[Start of section]
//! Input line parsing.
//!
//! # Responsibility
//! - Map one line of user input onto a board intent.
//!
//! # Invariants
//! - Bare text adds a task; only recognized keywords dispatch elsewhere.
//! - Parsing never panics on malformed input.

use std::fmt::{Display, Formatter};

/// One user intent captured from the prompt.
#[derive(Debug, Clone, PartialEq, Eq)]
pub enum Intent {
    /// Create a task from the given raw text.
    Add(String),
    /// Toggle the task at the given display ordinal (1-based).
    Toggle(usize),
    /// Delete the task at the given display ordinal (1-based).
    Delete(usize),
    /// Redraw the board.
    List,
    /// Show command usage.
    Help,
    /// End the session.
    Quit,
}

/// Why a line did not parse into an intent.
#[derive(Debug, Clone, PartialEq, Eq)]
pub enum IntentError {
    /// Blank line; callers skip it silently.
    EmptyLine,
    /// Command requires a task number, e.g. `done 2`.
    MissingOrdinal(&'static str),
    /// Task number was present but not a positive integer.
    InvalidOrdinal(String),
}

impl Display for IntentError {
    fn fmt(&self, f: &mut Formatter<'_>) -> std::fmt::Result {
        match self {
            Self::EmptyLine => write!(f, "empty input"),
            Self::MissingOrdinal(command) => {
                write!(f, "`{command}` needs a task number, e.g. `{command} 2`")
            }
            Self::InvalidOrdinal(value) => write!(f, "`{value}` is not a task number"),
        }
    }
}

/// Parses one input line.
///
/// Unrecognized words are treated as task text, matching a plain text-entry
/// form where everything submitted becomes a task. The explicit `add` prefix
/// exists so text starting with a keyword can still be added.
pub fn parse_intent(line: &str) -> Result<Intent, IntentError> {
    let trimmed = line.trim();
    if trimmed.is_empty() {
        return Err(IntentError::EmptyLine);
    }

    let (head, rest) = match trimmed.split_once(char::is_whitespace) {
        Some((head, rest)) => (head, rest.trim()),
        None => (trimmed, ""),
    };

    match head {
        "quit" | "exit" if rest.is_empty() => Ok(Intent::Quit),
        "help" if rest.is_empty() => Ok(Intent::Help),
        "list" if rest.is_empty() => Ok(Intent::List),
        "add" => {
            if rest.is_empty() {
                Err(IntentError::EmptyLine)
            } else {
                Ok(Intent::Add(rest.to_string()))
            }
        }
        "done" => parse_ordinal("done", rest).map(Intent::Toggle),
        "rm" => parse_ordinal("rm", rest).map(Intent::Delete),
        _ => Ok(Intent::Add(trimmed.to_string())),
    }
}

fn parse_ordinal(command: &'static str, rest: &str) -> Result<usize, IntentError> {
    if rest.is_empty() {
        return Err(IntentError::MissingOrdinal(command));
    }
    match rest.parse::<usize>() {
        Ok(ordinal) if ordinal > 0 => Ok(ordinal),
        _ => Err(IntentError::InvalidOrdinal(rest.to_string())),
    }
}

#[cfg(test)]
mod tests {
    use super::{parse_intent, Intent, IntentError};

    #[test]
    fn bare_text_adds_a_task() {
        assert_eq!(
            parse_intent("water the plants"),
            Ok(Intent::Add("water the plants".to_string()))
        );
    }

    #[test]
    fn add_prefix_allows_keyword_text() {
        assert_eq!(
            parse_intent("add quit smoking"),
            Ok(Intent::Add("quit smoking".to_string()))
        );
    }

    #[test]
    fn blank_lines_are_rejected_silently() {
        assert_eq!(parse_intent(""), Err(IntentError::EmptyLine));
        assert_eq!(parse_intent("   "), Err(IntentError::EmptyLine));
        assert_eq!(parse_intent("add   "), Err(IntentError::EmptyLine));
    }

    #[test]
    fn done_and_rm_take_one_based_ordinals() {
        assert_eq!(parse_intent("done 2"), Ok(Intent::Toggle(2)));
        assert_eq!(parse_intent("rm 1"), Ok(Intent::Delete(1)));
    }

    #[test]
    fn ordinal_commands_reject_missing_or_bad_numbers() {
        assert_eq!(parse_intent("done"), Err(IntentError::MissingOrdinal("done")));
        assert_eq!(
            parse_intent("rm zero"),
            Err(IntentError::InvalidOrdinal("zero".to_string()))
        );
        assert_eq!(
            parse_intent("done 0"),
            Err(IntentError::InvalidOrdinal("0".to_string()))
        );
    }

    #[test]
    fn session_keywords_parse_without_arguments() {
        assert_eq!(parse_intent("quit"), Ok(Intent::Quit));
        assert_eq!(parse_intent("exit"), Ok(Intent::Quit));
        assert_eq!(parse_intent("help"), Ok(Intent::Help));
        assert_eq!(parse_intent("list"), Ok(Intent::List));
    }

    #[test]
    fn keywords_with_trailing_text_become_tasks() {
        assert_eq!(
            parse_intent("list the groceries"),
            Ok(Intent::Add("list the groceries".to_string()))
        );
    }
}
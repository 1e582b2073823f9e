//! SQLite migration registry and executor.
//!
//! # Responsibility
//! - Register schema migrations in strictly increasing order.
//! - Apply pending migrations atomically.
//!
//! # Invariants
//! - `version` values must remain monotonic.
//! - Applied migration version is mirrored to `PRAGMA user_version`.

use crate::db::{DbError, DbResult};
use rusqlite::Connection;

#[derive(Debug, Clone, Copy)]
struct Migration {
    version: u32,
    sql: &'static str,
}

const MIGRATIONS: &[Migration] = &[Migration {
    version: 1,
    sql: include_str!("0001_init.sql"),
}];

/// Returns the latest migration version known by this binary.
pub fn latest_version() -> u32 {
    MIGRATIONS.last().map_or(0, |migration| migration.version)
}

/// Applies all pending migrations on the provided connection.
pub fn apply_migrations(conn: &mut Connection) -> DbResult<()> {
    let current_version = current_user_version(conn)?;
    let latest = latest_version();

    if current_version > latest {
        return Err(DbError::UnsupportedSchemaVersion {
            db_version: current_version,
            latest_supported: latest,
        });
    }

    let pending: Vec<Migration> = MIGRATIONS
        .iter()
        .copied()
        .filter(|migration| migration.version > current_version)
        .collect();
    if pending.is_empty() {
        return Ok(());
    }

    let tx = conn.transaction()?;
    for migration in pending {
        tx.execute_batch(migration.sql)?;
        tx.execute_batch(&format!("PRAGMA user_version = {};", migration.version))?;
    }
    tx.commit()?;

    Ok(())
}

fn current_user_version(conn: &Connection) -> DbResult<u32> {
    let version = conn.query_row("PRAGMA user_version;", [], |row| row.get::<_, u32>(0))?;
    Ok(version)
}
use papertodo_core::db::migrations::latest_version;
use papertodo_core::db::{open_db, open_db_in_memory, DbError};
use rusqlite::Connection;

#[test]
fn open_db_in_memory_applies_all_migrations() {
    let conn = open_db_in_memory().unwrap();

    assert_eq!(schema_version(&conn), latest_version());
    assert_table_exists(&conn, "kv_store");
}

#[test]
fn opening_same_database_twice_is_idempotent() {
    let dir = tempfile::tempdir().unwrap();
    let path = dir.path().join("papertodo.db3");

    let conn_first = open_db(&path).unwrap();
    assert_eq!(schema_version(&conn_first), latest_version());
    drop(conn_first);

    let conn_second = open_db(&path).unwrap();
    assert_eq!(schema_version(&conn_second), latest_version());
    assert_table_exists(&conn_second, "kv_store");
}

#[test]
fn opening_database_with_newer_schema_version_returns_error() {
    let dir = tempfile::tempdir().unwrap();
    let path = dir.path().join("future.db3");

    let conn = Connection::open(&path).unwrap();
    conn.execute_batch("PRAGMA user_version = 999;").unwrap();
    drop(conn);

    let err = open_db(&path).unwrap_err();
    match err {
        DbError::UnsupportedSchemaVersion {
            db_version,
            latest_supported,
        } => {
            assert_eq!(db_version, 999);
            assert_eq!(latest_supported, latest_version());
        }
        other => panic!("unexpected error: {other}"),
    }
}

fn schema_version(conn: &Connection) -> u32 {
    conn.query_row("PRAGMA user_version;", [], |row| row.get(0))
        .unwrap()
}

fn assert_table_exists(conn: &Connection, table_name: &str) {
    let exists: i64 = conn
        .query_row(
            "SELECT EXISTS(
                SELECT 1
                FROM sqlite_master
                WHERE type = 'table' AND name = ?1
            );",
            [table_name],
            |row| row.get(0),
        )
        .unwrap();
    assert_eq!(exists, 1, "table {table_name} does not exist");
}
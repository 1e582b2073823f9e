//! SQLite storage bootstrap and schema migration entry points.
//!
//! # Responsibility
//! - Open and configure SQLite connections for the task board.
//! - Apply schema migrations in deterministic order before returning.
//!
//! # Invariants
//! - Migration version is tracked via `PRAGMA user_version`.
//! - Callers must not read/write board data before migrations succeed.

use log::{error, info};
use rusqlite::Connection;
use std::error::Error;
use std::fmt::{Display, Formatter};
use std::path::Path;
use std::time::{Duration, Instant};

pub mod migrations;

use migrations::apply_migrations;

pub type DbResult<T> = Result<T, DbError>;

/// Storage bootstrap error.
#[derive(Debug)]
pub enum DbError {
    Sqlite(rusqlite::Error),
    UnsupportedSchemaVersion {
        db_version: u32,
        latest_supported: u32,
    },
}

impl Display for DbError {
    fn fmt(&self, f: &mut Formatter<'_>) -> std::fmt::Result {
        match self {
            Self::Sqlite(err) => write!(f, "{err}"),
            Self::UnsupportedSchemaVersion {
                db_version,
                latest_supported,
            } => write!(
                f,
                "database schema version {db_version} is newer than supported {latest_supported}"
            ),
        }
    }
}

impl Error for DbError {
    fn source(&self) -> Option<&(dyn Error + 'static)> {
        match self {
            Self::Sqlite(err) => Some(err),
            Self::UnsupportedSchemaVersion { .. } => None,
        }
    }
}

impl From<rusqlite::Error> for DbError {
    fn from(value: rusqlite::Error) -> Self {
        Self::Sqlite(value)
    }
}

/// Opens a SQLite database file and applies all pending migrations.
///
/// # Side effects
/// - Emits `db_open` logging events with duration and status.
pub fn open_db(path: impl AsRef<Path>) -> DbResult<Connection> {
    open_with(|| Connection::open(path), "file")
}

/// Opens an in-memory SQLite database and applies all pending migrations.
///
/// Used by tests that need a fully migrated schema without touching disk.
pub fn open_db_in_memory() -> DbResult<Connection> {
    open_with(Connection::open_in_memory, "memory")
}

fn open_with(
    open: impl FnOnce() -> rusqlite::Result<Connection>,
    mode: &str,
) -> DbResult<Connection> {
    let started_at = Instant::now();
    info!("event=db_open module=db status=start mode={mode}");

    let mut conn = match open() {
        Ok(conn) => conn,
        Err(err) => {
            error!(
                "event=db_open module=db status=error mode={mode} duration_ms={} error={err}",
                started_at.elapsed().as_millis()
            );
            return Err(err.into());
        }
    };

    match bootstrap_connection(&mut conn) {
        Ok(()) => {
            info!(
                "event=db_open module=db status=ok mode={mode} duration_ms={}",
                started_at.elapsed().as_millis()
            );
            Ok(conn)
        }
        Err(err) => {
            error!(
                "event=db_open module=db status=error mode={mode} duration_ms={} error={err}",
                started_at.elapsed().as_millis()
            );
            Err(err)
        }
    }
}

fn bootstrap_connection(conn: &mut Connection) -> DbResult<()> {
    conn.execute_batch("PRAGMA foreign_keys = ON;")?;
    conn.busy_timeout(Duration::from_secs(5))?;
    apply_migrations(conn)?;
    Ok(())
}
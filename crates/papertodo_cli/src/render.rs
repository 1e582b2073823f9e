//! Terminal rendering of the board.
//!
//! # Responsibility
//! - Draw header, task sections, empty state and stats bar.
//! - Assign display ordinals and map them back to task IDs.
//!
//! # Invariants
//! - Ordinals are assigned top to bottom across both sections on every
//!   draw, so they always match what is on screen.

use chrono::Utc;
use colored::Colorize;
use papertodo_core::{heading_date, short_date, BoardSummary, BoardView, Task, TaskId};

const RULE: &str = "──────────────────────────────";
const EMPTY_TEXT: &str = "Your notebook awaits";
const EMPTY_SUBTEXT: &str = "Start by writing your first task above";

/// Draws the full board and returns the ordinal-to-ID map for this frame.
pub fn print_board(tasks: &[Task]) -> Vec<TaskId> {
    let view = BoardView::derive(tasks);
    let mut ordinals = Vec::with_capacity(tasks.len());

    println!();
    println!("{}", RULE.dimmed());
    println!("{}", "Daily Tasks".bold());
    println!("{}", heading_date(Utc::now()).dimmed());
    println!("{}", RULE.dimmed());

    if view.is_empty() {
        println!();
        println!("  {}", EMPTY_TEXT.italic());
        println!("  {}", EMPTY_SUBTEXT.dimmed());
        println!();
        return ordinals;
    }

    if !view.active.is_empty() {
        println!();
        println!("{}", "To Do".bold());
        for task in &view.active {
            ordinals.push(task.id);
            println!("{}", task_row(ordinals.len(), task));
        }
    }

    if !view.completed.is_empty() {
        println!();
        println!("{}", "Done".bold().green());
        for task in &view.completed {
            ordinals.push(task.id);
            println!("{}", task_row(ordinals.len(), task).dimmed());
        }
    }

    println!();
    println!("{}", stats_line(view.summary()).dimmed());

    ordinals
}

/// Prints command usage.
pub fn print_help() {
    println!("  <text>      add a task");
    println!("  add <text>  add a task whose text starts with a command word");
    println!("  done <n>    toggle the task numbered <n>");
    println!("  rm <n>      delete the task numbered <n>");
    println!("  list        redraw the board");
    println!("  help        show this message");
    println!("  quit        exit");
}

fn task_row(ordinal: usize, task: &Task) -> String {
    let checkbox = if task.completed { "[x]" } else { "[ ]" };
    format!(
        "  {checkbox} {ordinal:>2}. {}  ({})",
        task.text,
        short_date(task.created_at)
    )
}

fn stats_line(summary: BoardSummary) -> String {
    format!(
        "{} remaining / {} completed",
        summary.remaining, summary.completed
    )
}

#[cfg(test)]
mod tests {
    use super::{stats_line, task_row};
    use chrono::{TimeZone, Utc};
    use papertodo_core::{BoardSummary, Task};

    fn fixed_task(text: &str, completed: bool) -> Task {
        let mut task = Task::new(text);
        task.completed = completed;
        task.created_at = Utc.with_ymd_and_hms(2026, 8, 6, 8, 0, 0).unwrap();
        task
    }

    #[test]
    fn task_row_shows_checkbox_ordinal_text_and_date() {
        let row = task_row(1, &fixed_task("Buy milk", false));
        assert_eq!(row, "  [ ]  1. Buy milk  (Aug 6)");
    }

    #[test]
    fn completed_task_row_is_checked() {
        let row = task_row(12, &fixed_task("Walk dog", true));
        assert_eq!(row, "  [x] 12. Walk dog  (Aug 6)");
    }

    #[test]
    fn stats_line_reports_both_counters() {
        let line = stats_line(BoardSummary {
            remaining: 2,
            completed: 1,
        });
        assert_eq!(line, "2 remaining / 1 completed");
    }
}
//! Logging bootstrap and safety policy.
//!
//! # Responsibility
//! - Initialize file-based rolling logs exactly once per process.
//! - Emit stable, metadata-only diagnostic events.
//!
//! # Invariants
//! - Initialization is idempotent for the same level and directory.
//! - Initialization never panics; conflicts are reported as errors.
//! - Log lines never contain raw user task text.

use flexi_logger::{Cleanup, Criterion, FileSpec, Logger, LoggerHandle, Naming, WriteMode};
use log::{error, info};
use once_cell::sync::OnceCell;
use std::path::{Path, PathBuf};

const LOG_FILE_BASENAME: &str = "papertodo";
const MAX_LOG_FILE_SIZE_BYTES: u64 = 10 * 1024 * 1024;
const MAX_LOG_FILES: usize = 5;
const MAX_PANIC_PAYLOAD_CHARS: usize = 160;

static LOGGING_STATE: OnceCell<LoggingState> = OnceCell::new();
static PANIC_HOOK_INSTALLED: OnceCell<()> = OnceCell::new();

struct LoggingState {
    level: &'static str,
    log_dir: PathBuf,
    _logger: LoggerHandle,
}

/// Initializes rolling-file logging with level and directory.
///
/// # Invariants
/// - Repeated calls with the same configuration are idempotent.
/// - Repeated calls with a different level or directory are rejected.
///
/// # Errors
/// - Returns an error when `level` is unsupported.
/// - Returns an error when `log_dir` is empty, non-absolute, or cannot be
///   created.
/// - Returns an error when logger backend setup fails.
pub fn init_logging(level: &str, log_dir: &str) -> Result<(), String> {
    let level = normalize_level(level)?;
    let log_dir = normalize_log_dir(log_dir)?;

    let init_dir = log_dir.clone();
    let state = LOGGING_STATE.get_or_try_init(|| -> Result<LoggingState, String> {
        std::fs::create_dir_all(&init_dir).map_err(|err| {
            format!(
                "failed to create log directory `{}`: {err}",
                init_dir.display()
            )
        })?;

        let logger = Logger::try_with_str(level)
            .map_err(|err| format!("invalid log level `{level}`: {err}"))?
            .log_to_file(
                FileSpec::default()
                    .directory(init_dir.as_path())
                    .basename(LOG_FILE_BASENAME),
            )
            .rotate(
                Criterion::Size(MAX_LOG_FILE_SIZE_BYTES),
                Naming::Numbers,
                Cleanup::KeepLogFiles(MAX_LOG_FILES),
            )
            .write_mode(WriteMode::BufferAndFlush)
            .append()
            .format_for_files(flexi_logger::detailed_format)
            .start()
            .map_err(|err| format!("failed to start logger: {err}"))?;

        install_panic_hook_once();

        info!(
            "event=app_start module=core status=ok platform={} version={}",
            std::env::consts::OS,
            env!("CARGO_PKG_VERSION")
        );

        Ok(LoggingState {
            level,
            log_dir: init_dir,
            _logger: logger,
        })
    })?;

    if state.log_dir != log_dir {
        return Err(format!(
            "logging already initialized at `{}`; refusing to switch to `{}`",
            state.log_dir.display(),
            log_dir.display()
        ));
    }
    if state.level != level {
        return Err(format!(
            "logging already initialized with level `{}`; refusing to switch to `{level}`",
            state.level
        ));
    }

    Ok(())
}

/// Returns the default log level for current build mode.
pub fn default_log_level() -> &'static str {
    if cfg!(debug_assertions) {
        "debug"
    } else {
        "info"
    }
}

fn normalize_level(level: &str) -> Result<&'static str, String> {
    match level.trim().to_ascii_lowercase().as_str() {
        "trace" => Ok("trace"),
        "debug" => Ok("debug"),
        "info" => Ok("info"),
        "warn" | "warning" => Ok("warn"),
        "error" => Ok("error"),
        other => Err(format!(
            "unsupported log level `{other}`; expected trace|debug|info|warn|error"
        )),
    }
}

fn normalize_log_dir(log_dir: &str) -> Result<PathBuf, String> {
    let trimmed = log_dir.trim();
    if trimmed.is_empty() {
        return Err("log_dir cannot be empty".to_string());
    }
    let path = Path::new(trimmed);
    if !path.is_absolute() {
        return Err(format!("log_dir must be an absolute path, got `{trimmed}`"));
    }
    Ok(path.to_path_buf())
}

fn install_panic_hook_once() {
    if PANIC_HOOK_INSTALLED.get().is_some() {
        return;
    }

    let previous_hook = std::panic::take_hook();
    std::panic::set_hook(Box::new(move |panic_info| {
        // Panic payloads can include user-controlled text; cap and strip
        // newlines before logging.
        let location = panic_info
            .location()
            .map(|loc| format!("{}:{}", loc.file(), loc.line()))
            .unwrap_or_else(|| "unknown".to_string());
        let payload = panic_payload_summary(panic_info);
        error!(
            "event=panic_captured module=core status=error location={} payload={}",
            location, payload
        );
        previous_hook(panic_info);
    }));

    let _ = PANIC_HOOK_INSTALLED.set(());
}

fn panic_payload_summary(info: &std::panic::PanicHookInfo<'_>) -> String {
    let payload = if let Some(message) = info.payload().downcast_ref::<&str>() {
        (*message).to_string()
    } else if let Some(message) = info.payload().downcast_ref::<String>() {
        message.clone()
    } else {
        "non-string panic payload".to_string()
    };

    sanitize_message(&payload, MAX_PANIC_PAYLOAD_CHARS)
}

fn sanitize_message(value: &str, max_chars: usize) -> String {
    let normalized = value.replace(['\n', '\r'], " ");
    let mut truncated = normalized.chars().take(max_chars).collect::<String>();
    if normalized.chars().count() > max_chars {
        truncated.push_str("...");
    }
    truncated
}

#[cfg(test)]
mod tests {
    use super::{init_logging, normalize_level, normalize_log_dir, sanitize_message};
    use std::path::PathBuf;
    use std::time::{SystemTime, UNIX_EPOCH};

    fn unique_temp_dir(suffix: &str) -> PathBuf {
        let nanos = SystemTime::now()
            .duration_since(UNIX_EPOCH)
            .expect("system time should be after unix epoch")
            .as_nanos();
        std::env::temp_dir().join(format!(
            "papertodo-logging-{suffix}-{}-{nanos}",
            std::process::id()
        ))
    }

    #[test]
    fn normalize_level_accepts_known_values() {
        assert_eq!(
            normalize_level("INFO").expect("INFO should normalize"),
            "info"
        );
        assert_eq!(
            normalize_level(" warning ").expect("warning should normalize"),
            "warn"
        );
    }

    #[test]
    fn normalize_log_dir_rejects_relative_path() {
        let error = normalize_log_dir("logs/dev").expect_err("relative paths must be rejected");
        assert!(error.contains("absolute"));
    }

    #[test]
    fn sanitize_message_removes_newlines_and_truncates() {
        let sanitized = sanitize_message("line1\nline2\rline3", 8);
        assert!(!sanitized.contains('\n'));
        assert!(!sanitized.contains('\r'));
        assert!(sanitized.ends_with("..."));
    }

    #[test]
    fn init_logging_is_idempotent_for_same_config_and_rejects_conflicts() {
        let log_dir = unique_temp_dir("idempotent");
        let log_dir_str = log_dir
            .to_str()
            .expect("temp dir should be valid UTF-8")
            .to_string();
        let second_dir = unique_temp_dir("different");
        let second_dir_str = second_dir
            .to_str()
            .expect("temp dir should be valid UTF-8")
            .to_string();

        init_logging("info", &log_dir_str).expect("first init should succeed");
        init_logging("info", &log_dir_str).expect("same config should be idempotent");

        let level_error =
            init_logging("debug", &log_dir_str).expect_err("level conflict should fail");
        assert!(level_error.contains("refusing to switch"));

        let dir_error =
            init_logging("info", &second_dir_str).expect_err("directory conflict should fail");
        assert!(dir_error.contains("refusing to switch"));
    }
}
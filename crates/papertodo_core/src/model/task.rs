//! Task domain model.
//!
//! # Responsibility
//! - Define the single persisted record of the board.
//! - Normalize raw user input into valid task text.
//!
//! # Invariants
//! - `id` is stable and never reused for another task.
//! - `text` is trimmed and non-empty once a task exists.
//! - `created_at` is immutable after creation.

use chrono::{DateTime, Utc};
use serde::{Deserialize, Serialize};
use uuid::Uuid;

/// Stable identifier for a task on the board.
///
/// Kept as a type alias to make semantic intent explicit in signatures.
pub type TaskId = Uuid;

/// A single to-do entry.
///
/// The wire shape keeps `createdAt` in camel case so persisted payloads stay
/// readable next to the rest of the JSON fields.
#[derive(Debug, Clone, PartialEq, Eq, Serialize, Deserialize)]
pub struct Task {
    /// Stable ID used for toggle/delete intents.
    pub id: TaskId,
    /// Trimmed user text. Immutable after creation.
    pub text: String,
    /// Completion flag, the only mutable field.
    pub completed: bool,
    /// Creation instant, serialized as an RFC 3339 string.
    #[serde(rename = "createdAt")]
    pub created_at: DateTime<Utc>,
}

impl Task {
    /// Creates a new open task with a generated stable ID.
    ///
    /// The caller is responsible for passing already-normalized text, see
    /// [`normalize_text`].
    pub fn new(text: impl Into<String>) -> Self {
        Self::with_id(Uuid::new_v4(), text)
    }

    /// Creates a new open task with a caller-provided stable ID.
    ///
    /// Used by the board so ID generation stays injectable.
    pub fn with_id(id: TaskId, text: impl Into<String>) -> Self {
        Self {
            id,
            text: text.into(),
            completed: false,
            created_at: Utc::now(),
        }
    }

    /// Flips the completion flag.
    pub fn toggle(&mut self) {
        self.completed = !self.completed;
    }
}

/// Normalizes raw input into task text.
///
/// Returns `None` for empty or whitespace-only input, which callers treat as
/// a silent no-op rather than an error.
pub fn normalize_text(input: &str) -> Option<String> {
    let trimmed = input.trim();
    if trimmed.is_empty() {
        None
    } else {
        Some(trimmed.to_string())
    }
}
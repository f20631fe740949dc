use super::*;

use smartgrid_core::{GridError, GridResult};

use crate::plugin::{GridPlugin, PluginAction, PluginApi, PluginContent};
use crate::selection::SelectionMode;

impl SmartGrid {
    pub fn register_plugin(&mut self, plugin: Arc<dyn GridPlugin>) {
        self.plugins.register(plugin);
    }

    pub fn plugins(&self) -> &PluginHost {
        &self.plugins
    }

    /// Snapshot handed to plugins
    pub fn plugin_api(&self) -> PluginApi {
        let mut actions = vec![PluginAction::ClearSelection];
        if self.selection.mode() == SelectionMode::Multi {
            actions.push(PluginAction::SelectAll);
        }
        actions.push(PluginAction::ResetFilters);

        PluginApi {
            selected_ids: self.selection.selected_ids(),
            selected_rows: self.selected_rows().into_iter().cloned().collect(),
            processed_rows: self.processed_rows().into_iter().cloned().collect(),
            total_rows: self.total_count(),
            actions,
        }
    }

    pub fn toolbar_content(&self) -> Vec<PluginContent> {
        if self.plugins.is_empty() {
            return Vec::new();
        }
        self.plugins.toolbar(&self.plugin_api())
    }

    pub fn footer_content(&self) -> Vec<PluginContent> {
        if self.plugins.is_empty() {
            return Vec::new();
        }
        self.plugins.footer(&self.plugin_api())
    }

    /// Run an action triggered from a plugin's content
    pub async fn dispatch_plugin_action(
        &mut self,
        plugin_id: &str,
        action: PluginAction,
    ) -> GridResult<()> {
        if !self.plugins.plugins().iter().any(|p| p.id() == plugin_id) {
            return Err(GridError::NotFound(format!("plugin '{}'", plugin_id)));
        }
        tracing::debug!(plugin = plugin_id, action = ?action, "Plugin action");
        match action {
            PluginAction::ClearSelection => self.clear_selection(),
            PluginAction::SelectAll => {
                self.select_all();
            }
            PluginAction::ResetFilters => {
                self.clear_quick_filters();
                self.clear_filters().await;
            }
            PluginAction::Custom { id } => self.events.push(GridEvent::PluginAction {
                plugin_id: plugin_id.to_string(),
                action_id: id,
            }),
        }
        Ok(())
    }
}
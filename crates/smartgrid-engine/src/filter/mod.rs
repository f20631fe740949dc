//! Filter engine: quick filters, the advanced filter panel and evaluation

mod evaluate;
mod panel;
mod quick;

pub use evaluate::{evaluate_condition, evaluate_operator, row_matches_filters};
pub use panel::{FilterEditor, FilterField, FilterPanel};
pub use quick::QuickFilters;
[End of section]
◆ **What you should do**
Please return all lines from the records that hold the word "normalized".

◆ **Written answer**
    let normalized = value.replace(['\n', '\r'], " ");
    let mut truncated = normalized.chars().take(max_chars).collect::<String>();
    if normalized.chars().count() > max_chars {
    /// The caller is responsible for passing already-normalized text, see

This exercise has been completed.